Nah, kalau dikalikan dengan 200 unit, maka Rp.920.000×200 Unit truk= Rp.184.000.000/hari yang menjadi tanggungan beban pemerintah”, ungkap pria yang juga seorang pengacara ini.
Penelusuran wartawan detektif swasta, dari info publik MC provinsi Riau, tertanggal 23 Januari 2020 dalam beritanya. Dengan judul SPBU di Riau diminta tak jual BBM bersubsidi untuk kendaraan plat merah.
Dalam pernyataan wakil gubernur Riau ( wagubri) Edy Nasution saat sosialisasi, mengingatkan kepada seluruh pemilik stasiun bahan bakar umum (SPBU) agar tidak menjual bahan bakar minyak ( BBM) bersubsidi untuk kendaraan plat merah.
” Pemilik SPBU harus tegas agar tidak menjual BBM bersubsidi untuk kendaraan plat merah. Jangan hanya mencari keuntungan saja. Juga jangan takut, kalau tak menjual BBM bersubsidi untuk plat merah” kata Edy Nasution, Kamis (23/01/2020).

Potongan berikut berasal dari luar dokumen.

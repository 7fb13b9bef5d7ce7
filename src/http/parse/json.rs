//! `application/json` decoder.

use serde_json::Value;

use crate::http::parse::content_type::{Charset, DecodeError};

/// Key that is never copied into a decoded object.
pub const POLLUTING_KEY: &str = "__proto__";

pub fn decode_json(bytes: &[u8], charset: Charset) -> Result<Value, DecodeError> {
    let parsed: Value = match charset {
        Charset::Binary | Charset::Utf8 => {
            serde_json::from_slice(bytes).map_err(DecodeError::InvalidJson)?
        }
        other => {
            let text = other.decode(bytes)?;
            serde_json::from_str(&text).map_err(DecodeError::InvalidJson)?
        }
    };
    Ok(strip_polluting_keys(parsed))
}

/// Removes `__proto__` keys at every depth.
pub fn strip_polluting_keys(value: Value) -> Value {
    match value {
        Value::Object(map) => Value::Object(
            map.into_iter()
                .filter(|(k, _)| k != POLLUTING_KEY)
                .map(|(k, v)| (k, strip_polluting_keys(v)))
                .collect(),
        ),
        Value::Array(items) => Value::Array(items.into_iter().map(strip_polluting_keys).collect()),
        other => other,
    }
}

#[cfg(test)]
mod tests {
    use super::*;
    use serde_json::json;

    #[test]
    fn test_strips_proto_keys() {
        let out = decode_json(
            br#"{"__proto__":{"admin":true},"user":{"__proto__":1,"name":"x"}}"#,
            Charset::Binary,
        )
        .unwrap();
        assert_eq!(out, json!({"user": {"name": "x"}}));
    }

    #[test]
    fn test_malformed_json_is_client_error() {
        let err = decode_json(b"{\"a\":", Charset::Binary).unwrap_err();
        assert_eq!(err.to_string(), "Could not parse the payload as JSON content!");
    }

    #[test]
    fn test_utf16_payload() {
        let bytes: Vec<u8> = "[1,2]".encode_utf16().flat_map(u16::to_le_bytes).collect();
        assert_eq!(decode_json(&bytes, Charset::Utf16Le).unwrap(), json!([1, 2]));
    }
}
//! HTTP protocol handling subsystem.
//!
//! # Data Flow
//! ```text
//! TCP connection
//!     → server.rs (Axum setup, one method route per registered route)
//!     → parse/ (content-type, bounded body read, decoders)
//!     → request.rs (the pipeline's request value)
//!     → response.rs (status, headers, cookies, body → transport response)
//!     → error.rs (every failure ends as an HttpError response)
//! ```

pub mod error;
pub mod parse;
pub mod request;
pub mod response;
pub mod server;

pub use error::{HttpError, ParamLocation, ValidationFailure};
pub use parse::UploadedFile;
pub use request::Request;
pub use response::{Response, ResponseBody, SameSite, SetCookie};
pub use server::HttpServer;
//! Content decoding.
//!
//! # Data Flow
//! ```text
//! content-type header (or default from the route's schemas)
//!     → content_type.rs (media type, charset, boundary)
//!     → stream.rs (bounded read; stops at the size limit)
//!     → json.rs | urlencoded.rs | text.rs | multipart.rs
//!     → DecodedBody { payload, files }
//! ```
//!
//! # Design Decisions
//! - A declared `content-length` over the limit is rejected before reading
//! - `__proto__` keys never reach the decoded payload
//! - Unknown content types are rejected before the stream is touched

pub mod content_type;
pub mod cookies;
pub mod json;
pub mod multipart;
pub mod query;
pub mod stream;
pub mod text;
pub mod urlencoded;

use std::collections::HashMap;

use axum::body::Body;
use axum::http::{header, HeaderMap};
use serde_json::Value;

use crate::config::schema::RouteLimits;

pub use content_type::{parse_content_type, Charset, DecodeError, MediaType};
pub use cookies::parse_cookies;
pub use multipart::{MultipartError, MultipartForm, MultipartLimits, MultipartParser, UploadedFile};
pub use query::parse_query;

/// The decoded request body.
#[derive(Debug, Clone, Default)]
pub struct DecodedBody {
    pub payload: Value,
    pub files: HashMap<String, Vec<UploadedFile>>,
    /// Whether the payload came from a form encoding (all values are text).
    pub form_encoded: bool,
}

/// Content type assumed when the request declares none.
pub fn default_content_type(expects_files: bool) -> &'static str {
    if expects_files {
        content_type::MULTIPART_FORM_DATA
    } else {
        content_type::APPLICATION_JSON
    }
}

/// Decodes `body` according to the request's `content-type`.
pub async fn decode_body(
    body: Body,
    headers: &HeaderMap,
    expects_files: bool,
    limits: &RouteLimits,
) -> Result<DecodedBody, DecodeError> {
    let declared = headers
        .get(header::CONTENT_TYPE)
        .and_then(|v| v.to_str().ok())
        .unwrap_or_else(|| default_content_type(expects_files));
    let media = parse_content_type(declared)?;
    if let MediaType::Other(essence) = media {
        return Err(DecodeError::Unsupported(essence));
    }

    let limit = limits.body.max_body_size;
    stream::check_content_length(headers, limit)?;
    let bytes = stream::read_limited(body, limit).await?;

    let decoded = match media {
        MediaType::Json(charset) => DecodedBody {
            payload: json::decode_json(&bytes, charset)?,
            ..DecodedBody::default()
        },
        MediaType::UrlEncoded(charset) => DecodedBody {
            payload: urlencoded::decode_urlencoded(&bytes, charset)?,
            form_encoded: true,
            ..DecodedBody::default()
        },
        MediaType::Text(charset) => DecodedBody {
            payload: text::decode_text(&bytes, charset)?,
            ..DecodedBody::default()
        },
        MediaType::Multipart { boundary } => {
            let form = MultipartParser::new(&boundary, MultipartLimits::from(limits)).parse(&bytes)?;
            DecodedBody {
                payload: Value::Object(form.fields),
                files: form.files,
                form_encoded: true,
            }
        }
        MediaType::Other(essence) => return Err(DecodeError::Unsupported(essence)),
    };
    tracing::trace!(bytes = bytes.len(), "Body decoded");
    Ok(decoded)
}
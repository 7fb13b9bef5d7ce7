//! Controllers: shared configuration applied to a group of routes.
//!
//! A controller carries the same guards, interceptors, schemas, service
//! overrides and limits a route does. Applying it prepends the list
//! items (so they run before the route's own) and fills map-like settings
//! only where the route left gaps.

use crate::config::RouteLimitsOverride;
use crate::container::{ServiceProvider, ServiceRegistry};
use crate::pipeline::{Guard, RequestInterceptor, ResponseInterceptor};
use crate::routing::Route;
use crate::schema::{FileRule, ObjectSchema, Schema, SchemaSet};

#[derive(Debug, Clone, Default)]
pub struct Controller {
    name: String,
    schemas: SchemaSet,
    guards: Vec<Guard>,
    request_interceptors: Vec<RequestInterceptor>,
    response_interceptors: Vec<ResponseInterceptor>,
    register: ServiceRegistry,
    limits: RouteLimitsOverride,
}

impl Controller {
    pub fn new(name: impl Into<String>) -> Self {
        Self {
            name: name.into(),
            ..Self::default()
        }
    }

    pub fn name(&self) -> &str {
        &self.name
    }

    pub fn body(mut self, schema: ObjectSchema) -> Self {
        self.schemas = self.schemas.body(schema);
        self
    }

    pub fn header(mut self, name: &str, schema: impl Into<Schema>) -> Self {
        self.schemas = self.schemas.header(name, schema);
        self
    }

    pub fn cookie(mut self, name: &str, schema: impl Into<Schema>) -> Self {
        self.schemas = self.schemas.cookie(name, schema);
        self
    }

    pub fn url_param(mut self, name: &str, schema: impl Into<Schema>) -> Self {
        self.schemas = self.schemas.url_param(name, schema);
        self
    }

    pub fn query_param(mut self, name: &str, schema: impl Into<Schema>) -> Self {
        self.schemas = self.schemas.query_param(name, schema);
        self
    }

    pub fn file(mut self, name: &str, rule: FileRule) -> Self {
        self.schemas = self.schemas.file(name, rule);
        self
    }

    pub fn guard(mut self, guard: Guard) -> Self {
        self.guards.push(guard);
        self
    }

    pub fn intercept_request(mut self, interceptor: RequestInterceptor) -> Self {
        self.request_interceptors.push(interceptor);
        self
    }

    pub fn intercept_response(mut self, interceptor: ResponseInterceptor) -> Self {
        self.response_interceptors.push(interceptor);
        self
    }

    pub fn register(mut self, name: impl Into<String>, provider: ServiceProvider) -> Self {
        self.register.register(name, provider);
        self
    }

    pub fn limits(mut self, limits: RouteLimitsOverride) -> Self {
        self.limits = limits;
        self
    }

    /// Applies this controller to `route` as an outer scope.
    pub fn apply_to(&self, route: &mut Route) {
        route.prepend(
            &self.guards,
            &self.request_interceptors,
            &self.response_interceptors,
        );
        route.absorb_outer(&self.schemas, &self.register, &self.limits);
    }
}

/// Applies `controllers`, ordered outermost first, to `route`.
pub fn apply_controllers(mut route: Route, controllers: &[Controller]) -> Route {
    // innermost first so the outermost ends up at the front
    for controller in controllers.iter().rev() {
        controller.apply_to(&mut route);
    }
    route
}
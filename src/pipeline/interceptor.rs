//! Request and response interceptors.
//!
//! Both kinds are a tagged variant: a bare function, or a named value that
//! can also carry schemas (and, for response interceptors, the moments it
//! runs at). Required services are always declared up front by name.

use std::fmt;
use std::future::Future;
use std::sync::Arc;

use futures_util::future::BoxFuture;
use futures_util::FutureExt;

use crate::container::Services;
use crate::http::{Request, Response};
use crate::pipeline::moment::Moment;
use crate::pipeline::reply::RequestFlow;
use crate::schema::SchemaSet;

pub(crate) const ANONYMOUS: &str = "anonymous";

pub type RequestInterceptFn =
    Arc<dyn Fn(Request, Services) -> BoxFuture<'static, RequestFlow> + Send + Sync>;

pub type ResponseInterceptFn =
    Arc<dyn Fn(Response, Services) -> BoxFuture<'static, Response> + Send + Sync>;

pub(crate) fn names<I, S>(names: I) -> Vec<String>
where
    I: IntoIterator<Item = S>,
    S: Into<String>,
{
    names.into_iter().map(Into::into).collect()
}

/// Runs before guards; may replace the request or end the pipeline.
#[derive(Clone)]
pub enum RequestInterceptor {
    Function {
        intercept: RequestInterceptFn,
        requires: Vec<String>,
    },
    Named {
        name: String,
        intercept: RequestInterceptFn,
        requires: Vec<String>,
        schemas: SchemaSet,
    },
}

fn boxed_request_fn<F, Fut, O>(f: F) -> RequestInterceptFn
where
    F: Fn(Request, Services) -> Fut + Send + Sync + 'static,
    Fut: Future<Output = O> + Send + 'static,
    O: Into<RequestFlow> + 'static,
{
    let f = Arc::new(f);
    Arc::new(move |request, services| {
        let f = f.clone();
        async move {
            let flow: RequestFlow = f(request, services).await.into();
            flow
        }
        .boxed()
    })
}

impl RequestInterceptor {
    pub fn function<F, Fut, O>(f: F) -> Self
    where
        F: Fn(Request, Services) -> Fut + Send + Sync + 'static,
        Fut: Future<Output = O> + Send + 'static,
        O: Into<RequestFlow> + 'static,
    {
        RequestInterceptor::Function {
            intercept: boxed_request_fn(f),
            requires: Vec::new(),
        }
    }

    pub fn named<F, Fut, O>(name: impl Into<String>, f: F) -> Self
    where
        F: Fn(Request, Services) -> Fut + Send + Sync + 'static,
        Fut: Future<Output = O> + Send + 'static,
        O: Into<RequestFlow> + 'static,
    {
        RequestInterceptor::Named {
            name: name.into(),
            intercept: boxed_request_fn(f),
            requires: Vec::new(),
            schemas: SchemaSet::default(),
        }
    }

    /// Declares the services this interceptor receives, in order.
    pub fn requires<I, S>(mut self, services: I) -> Self
    where
        I: IntoIterator<Item = S>,
        S: Into<String>,
    {
        match &mut self {
            RequestInterceptor::Function { requires, .. }
            | RequestInterceptor::Named { requires, .. } => *requires = names(services),
        }
        self
    }

    /// Attaches schemas merged into every route using this interceptor.
    pub fn with_schemas(self, schemas: SchemaSet) -> Self {
        match self {
            RequestInterceptor::Function {
                intercept,
                requires,
            } => RequestInterceptor::Named {
                name: ANONYMOUS.to_string(),
                intercept,
                requires,
                schemas,
            },
            RequestInterceptor::Named {
                name,
                intercept,
                requires,
                ..
            } => RequestInterceptor::Named {
                name,
                intercept,
                requires,
                schemas,
            },
        }
    }

    pub fn name(&self) -> &str {
        match self {
            RequestInterceptor::Function { .. } => ANONYMOUS,
            RequestInterceptor::Named { name, .. } => name,
        }
    }

    pub fn required_services(&self) -> &[String] {
        match self {
            RequestInterceptor::Function { requires, .. }
            | RequestInterceptor::Named { requires, .. } => requires,
        }
    }

    pub fn schemas(&self) -> Option<&SchemaSet> {
        match self {
            RequestInterceptor::Function { .. } => None,
            RequestInterceptor::Named { schemas, .. } => Some(schemas),
        }
    }

    pub(crate) fn call(&self, request: Request, services: Services) -> BoxFuture<'static, RequestFlow> {
        match self {
            RequestInterceptor::Function { intercept, .. }
            | RequestInterceptor::Named { intercept, .. } => intercept(request, services),
        }
    }
}

impl fmt::Debug for RequestInterceptor {
    fn fmt(&self, f: &mut fmt::Formatter<'_>) -> fmt::Result {
        f.debug_struct("RequestInterceptor")
            .field("name", &self.name())
            .field("requires", &self.required_services())
            .finish()
    }
}

/// Transforms the response at the moments it is registered for.
#[derive(Clone)]
pub enum ResponseInterceptor {
    /// Runs at [`Moment::DEFAULT`] only.
    Function {
        intercept: ResponseInterceptFn,
        requires: Vec<String>,
    },
    Named {
        name: String,
        intercept: ResponseInterceptFn,
        requires: Vec<String>,
        /// Empty means [`Moment::DEFAULT`].
        moments: Vec<Moment>,
        schemas: SchemaSet,
    },
}

fn boxed_response_fn<F, Fut>(f: F) -> ResponseInterceptFn
where
    F: Fn(Response, Services) -> Fut + Send + Sync + 'static,
    Fut: Future<Output = Response> + Send + 'static,
{
    let f = Arc::new(f);
    Arc::new(move |response, services| {
        let f = f.clone();
        async move { f(response, services).await }.boxed()
    })
}

impl ResponseInterceptor {
    pub fn function<F, Fut>(f: F) -> Self
    where
        F: Fn(Response, Services) -> Fut + Send + Sync + 'static,
        Fut: Future<Output = Response> + Send + 'static,
    {
        ResponseInterceptor::Function {
            intercept: boxed_response_fn(f),
            requires: Vec::new(),
        }
    }

    pub fn named<F, Fut>(name: impl Into<String>, f: F) -> Self
    where
        F: Fn(Response, Services) -> Fut + Send + Sync + 'static,
        Fut: Future<Output = Response> + Send + 'static,
    {
        ResponseInterceptor::Named {
            name: name.into(),
            intercept: boxed_response_fn(f),
            requires: Vec::new(),
            moments: Vec::new(),
            schemas: SchemaSet::default(),
        }
    }

    pub fn requires<I, S>(mut self, services: I) -> Self
    where
        I: IntoIterator<Item = S>,
        S: Into<String>,
    {
        match &mut self {
            ResponseInterceptor::Function { requires, .. }
            | ResponseInterceptor::Named { requires, .. } => *requires = names(services),
        }
        self
    }

    /// Sets the moments this interceptor runs at.
    pub fn at<I>(self, when: I) -> Self
    where
        I: IntoIterator<Item = Moment>,
    {
        let when: Vec<Moment> = when.into_iter().collect();
        match self {
            ResponseInterceptor::Function {
                intercept,
                requires,
            } => ResponseInterceptor::Named {
                name: ANONYMOUS.to_string(),
                intercept,
                requires,
                moments: when,
                schemas: SchemaSet::default(),
            },
            ResponseInterceptor::Named {
                name,
                intercept,
                requires,
                schemas,
                ..
            } => ResponseInterceptor::Named {
                name,
                intercept,
                requires,
                moments: when,
                schemas,
            },
        }
    }

    pub fn with_schemas(self, schemas: SchemaSet) -> Self {
        match self {
            ResponseInterceptor::Function {
                intercept,
                requires,
            } => ResponseInterceptor::Named {
                name: ANONYMOUS.to_string(),
                intercept,
                requires,
                moments: Vec::new(),
                schemas,
            },
            ResponseInterceptor::Named {
                name,
                intercept,
                requires,
                moments,
                ..
            } => ResponseInterceptor::Named {
                name,
                intercept,
                requires,
                moments,
                schemas,
            },
        }
    }

    pub fn name(&self) -> &str {
        match self {
            ResponseInterceptor::Function { .. } => ANONYMOUS,
            ResponseInterceptor::Named { name, .. } => name,
        }
    }

    pub fn required_services(&self) -> &[String] {
        match self {
            ResponseInterceptor::Function { requires, .. }
            | ResponseInterceptor::Named { requires, .. } => requires,
        }
    }

    /// Declared moments; empty means [`Moment::DEFAULT`].
    pub fn moments(&self) -> &[Moment] {
        match self {
            ResponseInterceptor::Function { .. } => &[],
            ResponseInterceptor::Named { moments, .. } => moments,
        }
    }

    pub fn schemas(&self) -> Option<&SchemaSet> {
        match self {
            ResponseInterceptor::Function { .. } => None,
            ResponseInterceptor::Named { schemas, .. } => Some(schemas),
        }
    }

    pub(crate) fn call(&self, response: Response, services: Services) -> BoxFuture<'static, Response> {
        match self {
            ResponseInterceptor::Function { intercept, .. }
            | ResponseInterceptor::Named { intercept, .. } => intercept(response, services),
        }
    }
}

impl fmt::Debug for ResponseInterceptor {
    fn fmt(&self, f: &mut fmt::Formatter<'_>) -> fmt::Result {
        f.debug_struct("ResponseInterceptor")
            .field("name", &self.name())
            .field("moments", &self.moments())
            .field("requires", &self.required_services())
            .finish()
    }
}
//! Route guards.

use std::fmt;
use std::future::Future;
use std::sync::Arc;

use futures_util::future::BoxFuture;
use futures_util::FutureExt;

use crate::container::Services;
use crate::http::Request;
use crate::pipeline::interceptor::{names, ANONYMOUS};
use crate::pipeline::reply::GuardVerdict;
use crate::routing::Route;
use crate::schema::SchemaSet;

/// Guards see a copy of the request; they cannot change it.
pub type GuardFn =
    Arc<dyn Fn(Request, Arc<Route>, Services) -> BoxFuture<'static, GuardVerdict> + Send + Sync>;

/// A gate evaluated, in order, before the handler.
#[derive(Clone)]
pub enum Guard {
    Function {
        check: GuardFn,
        requires: Vec<String>,
    },
    Named {
        name: String,
        check: GuardFn,
        requires: Vec<String>,
        schemas: SchemaSet,
    },
}

fn boxed_guard_fn<F, Fut, O>(f: F) -> GuardFn
where
    F: Fn(Request, Arc<Route>, Services) -> Fut + Send + Sync + 'static,
    Fut: Future<Output = O> + Send + 'static,
    O: Into<GuardVerdict> + 'static,
{
    let f = Arc::new(f);
    // The call happens inside the future so a panicking guard is caught with it.
    Arc::new(move |request, route, services| {
        let f = f.clone();
        async move {
            let verdict: GuardVerdict = f(request, route, services).await.into();
            verdict
        }
        .boxed()
    })
}

impl Guard {
    pub fn function<F, Fut, O>(f: F) -> Self
    where
        F: Fn(Request, Arc<Route>, Services) -> Fut + Send + Sync + 'static,
        Fut: Future<Output = O> + Send + 'static,
        O: Into<GuardVerdict> + 'static,
    {
        Guard::Function {
            check: boxed_guard_fn(f),
            requires: Vec::new(),
        }
    }

    pub fn named<F, Fut, O>(name: impl Into<String>, f: F) -> Self
    where
        F: Fn(Request, Arc<Route>, Services) -> Fut + Send + Sync + 'static,
        Fut: Future<Output = O> + Send + 'static,
        O: Into<GuardVerdict> + 'static,
    {
        Guard::Named {
            name: name.into(),
            check: boxed_guard_fn(f),
            requires: Vec::new(),
            schemas: SchemaSet::default(),
        }
    }

    pub fn requires<I, S>(mut self, services: I) -> Self
    where
        I: IntoIterator<Item = S>,
        S: Into<String>,
    {
        match &mut self {
            Guard::Function { requires, .. } | Guard::Named { requires, .. } => {
                *requires = names(services)
            }
        }
        self
    }

    /// Attaches schemas merged into every route this guard protects.
    pub fn with_schemas(self, schemas: SchemaSet) -> Self {
        match self {
            Guard::Function { check, requires } => Guard::Named {
                name: ANONYMOUS.to_string(),
                check,
                requires,
                schemas,
            },
            Guard::Named {
                name,
                check,
                requires,
                ..
            } => Guard::Named {
                name,
                check,
                requires,
                schemas,
            },
        }
    }

    pub fn name(&self) -> &str {
        match self {
            Guard::Function { .. } => ANONYMOUS,
            Guard::Named { name, .. } => name,
        }
    }

    pub fn required_services(&self) -> &[String] {
        match self {
            Guard::Function { requires, .. } | Guard::Named { requires, .. } => requires,
        }
    }

    pub fn schemas(&self) -> Option<&SchemaSet> {
        match self {
            Guard::Function { .. } => None,
            Guard::Named { schemas, .. } => Some(schemas),
        }
    }

    pub(crate) fn call(
        &self,
        request: Request,
        route: Arc<Route>,
        services: Services,
    ) -> BoxFuture<'static, GuardVerdict> {
        match self {
            Guard::Function { check, .. } | Guard::Named { check, .. } => {
                check(request, route, services)
            }
        }
    }
}

impl fmt::Debug for Guard {
    fn fmt(&self, f: &mut fmt::Formatter<'_>) -> fmt::Result {
        f.debug_struct("Guard")
            .field("name", &self.name())
            .field("requires", &self.required_services())
            .finish()
    }
}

Selain kendaraan plat merah, sesuai surat edaran tersebut, kendaraan industri, pengangkutan hasil perkebunan, pertambangan dan kehutanan, diantaranya mobil tangki CPO, angkutan kayu tanaman industri ( balak kayu), angkutan tambang batu bara dan truk molen (semen) juga dilarang. Menurut Edy Nasution ( wagubri), aturannya sudah jelas.